There is a menace out there, stalking restaurant parking lots in the greater Southern California metropolitan region. You may know it by its jaunty green vest and insincere salutations. I'm talking about valet parking.
I have never been subjected to such a rash of unnecessary valet parking as here in the Newport Beach area. Last night I took my wife out for Thai food for her birthday, and was a victim of superfluous valet parking. The simpering little toady who valet parked the Kafkamobile had to do about 10 seconds of work for me: I got out of the car, instructed him in the key situation and went into the restaurant, where I watched him turn the car around and park it about two feet from where I myself had left it. This, of course, meant I had to tip him.
This isn't even the worst example of enforced valet parking here in the land of wigs and novelties. We recently went out to eat with some visiting friends to a restaurant in Laguna Niguel, which was pretty crappy but had an ocean view. This place also had mandatory valet parking, and an almost entirely empty parking lot. I pulled into the lot and attempted, as any right-thinking individual would, to park my car. Next thing I know, there's someone basically unemployable telling me I have to let him park my car in one of the 470 unoccupied spots which are about five feet from me. OK.

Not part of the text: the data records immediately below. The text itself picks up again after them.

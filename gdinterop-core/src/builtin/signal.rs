/*
 * Copyright (c) godot-rust; Bromeon and contributors.
 * This Source Code Form is subject to the terms of the Mozilla Public
 * License, v. 2.0. If a copy of the MPL was not distributed with this
 * file, You can obtain one at https://mozilla.org/MPL/2.0/.
 */

use std::fmt;

use crate::builtin::macros::impl_tracked_builtin;
use crate::builtin::StringName;
use crate::lifetime::Tracked;
use crate::meta::Marshal;
use crate::obj::{Gd, GodotClass, InstanceId};
use crate::sys::{NativeSignal, NativeValue};

/// Engine `Signal`: a pointer to an object plus the name of one of its signals.
///
/// Connecting and emitting happen on the engine side; this type only carries signals across the boundary.
pub struct Signal {
    inner: Tracked<NativeSignal>,
}

impl Signal {
    /// Signal `signal_name` on `object`.
    pub fn from_object_signal<T: GodotClass>(object: &Gd<T>, signal_name: &StringName) -> Self {
        let native = signal_name.with_native(|name| {
            // SAFETY: `object` keeps its engine object alive for the duration of the call.
            unsafe { NativeSignal::from_object_signal(object.obj_sys(), name) }
        });

        Self::from_native(native)
    }

    /// Signal without object or name.
    pub fn invalid() -> Self {
        Self::from_native(NativeSignal::new_default())
    }

    pub fn name(&self) -> StringName {
        StringName::from_native(self.inner.with(|s| s.name()))
    }

    /// Owning object, or `None` for an invalid signal.
    pub fn object_id(&self) -> Option<InstanceId> {
        InstanceId::try_from_u64(self.inner.with(|s| s.object_id()))
    }

    fn from_tracked(inner: Tracked<NativeSignal>) -> Self {
        Self { inner }
    }
}

impl_tracked_builtin!(Signal, NativeSignal);

impl PartialEq for Signal {
    fn eq(&self, other: &Self) -> bool {
        self.to_variant() == other.to_variant()
    }
}

impl fmt::Debug for Signal {
    fn fmt(&self, f: &mut fmt::Formatter<'_>) -> fmt::Result {
        f.debug_struct("Signal")
            .field("object", &self.object_id())
            .field("name", &self.name())
            .finish()
    }
}
/*
 * Copyright (c) godot-rust; Bromeon and contributors.
 * This Source Code Form is subject to the terms of the Mozilla Public
 * License, v. 2.0. If a copy of the MPL was not distributed with this
 * file, You can obtain one at https://mozilla.org/MPL/2.0/.
 */

//! Process-wide storage of the loaded interface table.
//!
//! Initialization happens once per process; there is no way to swap the binding afterwards.

use std::sync::OnceLock;
use std::sync::atomic::{AtomicBool, Ordering};

use crate::{GDExtensionClassLibraryPtr, GDExtensionInterface};

pub(crate) struct GodotBinding {
    interface: GDExtensionInterface,
    library: ClassLibraryPtr,
    runtime_version: RuntimeVersion,
    config: InteropConfig,
}

/// Newtype around `GDExtensionClassLibraryPtr` so we can implement `Sync` and `Send` manually for this.
struct ClassLibraryPtr(GDExtensionClassLibraryPtr);

// SAFETY: only the pointer value is shared. Dereferencing is up to the engine, which owns the pointee.
unsafe impl Sync for ClassLibraryPtr {}
// SAFETY: See `Sync` impl safety doc.
unsafe impl Send for ClassLibraryPtr {}

// SAFETY: the interface only holds function pointers, which are valid from any thread.
unsafe impl Sync for GodotBinding {}
// SAFETY: See `Sync` impl safety doc.
unsafe impl Send for GodotBinding {}

static BINDING: OnceLock<GodotBinding> = OnceLock::new();
static SHUTTING_DOWN: AtomicBool = AtomicBool::new(false);

/// Runtime configuration, decided by the extension at startup.
#[derive(Clone, Debug)]
pub struct InteropConfig {
    /// Print progress of the shutdown disposal sweep.
    pub verbose_disposal: bool,

    /// Whether handles still alive at shutdown are disposed by the sweep. If `false`, they are leaked to the engine.
    pub dispose_on_shutdown: bool,
}

impl Default for InteropConfig {
    fn default() -> Self {
        Self {
            verbose_disposal: false,
            dispose_on_shutdown: true,
        }
    }
}

/// Engine version reported at runtime.
#[derive(Clone, Debug, Eq, PartialEq)]
pub struct RuntimeVersion {
    pub major: u8,
    pub minor: u8,
    pub patch: u8,
    pub string: String,
}

impl RuntimeVersion {
    pub fn triple(&self) -> (u8, u8, u8) {
        (self.major, self.minor, self.patch)
    }
}

// ----------------------------------------------------------------------------------------------------------------------------------------------
// Public API

/// Stores the binding for the rest of the process.
///
/// # Panics
/// If called a second time.
pub(crate) fn initialize_binding(
    interface: GDExtensionInterface,
    library: GDExtensionClassLibraryPtr,
    runtime_version: RuntimeVersion,
    config: InteropConfig,
) {
    let binding = GodotBinding {
        interface,
        library: ClassLibraryPtr(library),
        runtime_version,
        config,
    };

    assert!(
        BINDING.set(binding).is_ok(),
        "gdinterop binding must only be initialized once per process"
    );
}

pub fn is_initialized() -> bool {
    BINDING.get().is_some()
}

/// Marks the start of extension shutdown. Irreversible.
pub fn begin_shutdown() {
    SHUTTING_DOWN.store(true, Ordering::Release);
}

pub fn is_shutting_down() -> bool {
    SHUTTING_DOWN.load(Ordering::Acquire)
}

fn get_binding() -> &'static GodotBinding {
    match BINDING.get() {
        Some(binding) => binding,
        None => panic!(
            "Godot engine not available; make sure you are not calling it from unit/doc tests \
            and that the extension was initialized"
        ),
    }
}

/// Returns the interface table.
///
/// # Panics
/// If the binding has not been initialized.
#[inline]
pub fn get_interface() -> &'static GDExtensionInterface {
    &get_binding().interface
}

#[inline]
pub fn get_library() -> GDExtensionClassLibraryPtr {
    get_binding().library.0
}

pub fn runtime_version() -> &'static RuntimeVersion {
    &get_binding().runtime_version
}

pub fn config() -> &'static InteropConfig {
    &get_binding().config
}

/// Fetches a function from the interface table.
///
/// Panics with the function's name if the engine did not provide it.
#[macro_export]
macro_rules! interface_fn {
    ($name:ident) => {{
        match $crate::get_interface().$name {
            Some(f) => f,
            None => $crate::missing_interface_fn(stringify!($name)),
        }
    }};
}

#[doc(hidden)]
#[cold]
#[track_caller]
pub fn missing_interface_fn(name: &str) -> ! {
    panic!(
        "GDExtension interface function `{name}` not provided by the engine; \
        the engine is older than the API this extension was compiled against"
    )
}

We went into the mediocre restaurant and had a mediocre dinner. Afterwards we dutifully participated in the valet parking farce, in which we went to the Valet Hut or Valet Chalet or Valet Yurt or whatever they call their evil valet lair, and gave the valet our tag. There were about three cars in the gargantuan lot, and my little Golf was seriously mere inches from where we were standing. The valet strode purposefully over to the car, started it up, and drove it six inches so I could take over command of the vehicle.
My wife and I had been smirking about this farcical charade all evening, and had agreed that we should tip the guy a couple of bucks, just so we would feel justified in later wishing death on the entire management staff of the restaurant. So I slipped Chet a couple of dollars, feeling like I was doing him a favor merely by not indulging in a little chop-busting on his valet ass.
"Sir!" he said, in a low, confidential tone, obviously hoping not to embarass me in front of the parking lot shrubs. "There's a six dollar charge for valet parking!"
[the rest of this anecdote is totally untrue and made up in the interest of making me feel like more of a man, instead of the horrible truth which is that I paid him the six dollars]
Quickly, I sprang into action, pulling the Valet's red vest (which marked him as only one step above movie-theatre ticket tearer on the employment ladder) up over his head in a bizarrely humiliating version of the wedgie. I picked him up by one Skecher and twirled him around, launching him over the cliff into the briny deep. We drove off into the night, deaf to his slowly fading pleas for help as his life's essence ebbed out with the tide. Some say to this day on clear Autumn nights, when the moon is just right, Chet the Ghost Valet can be seen parking phantom cars for all eternity for his crimes.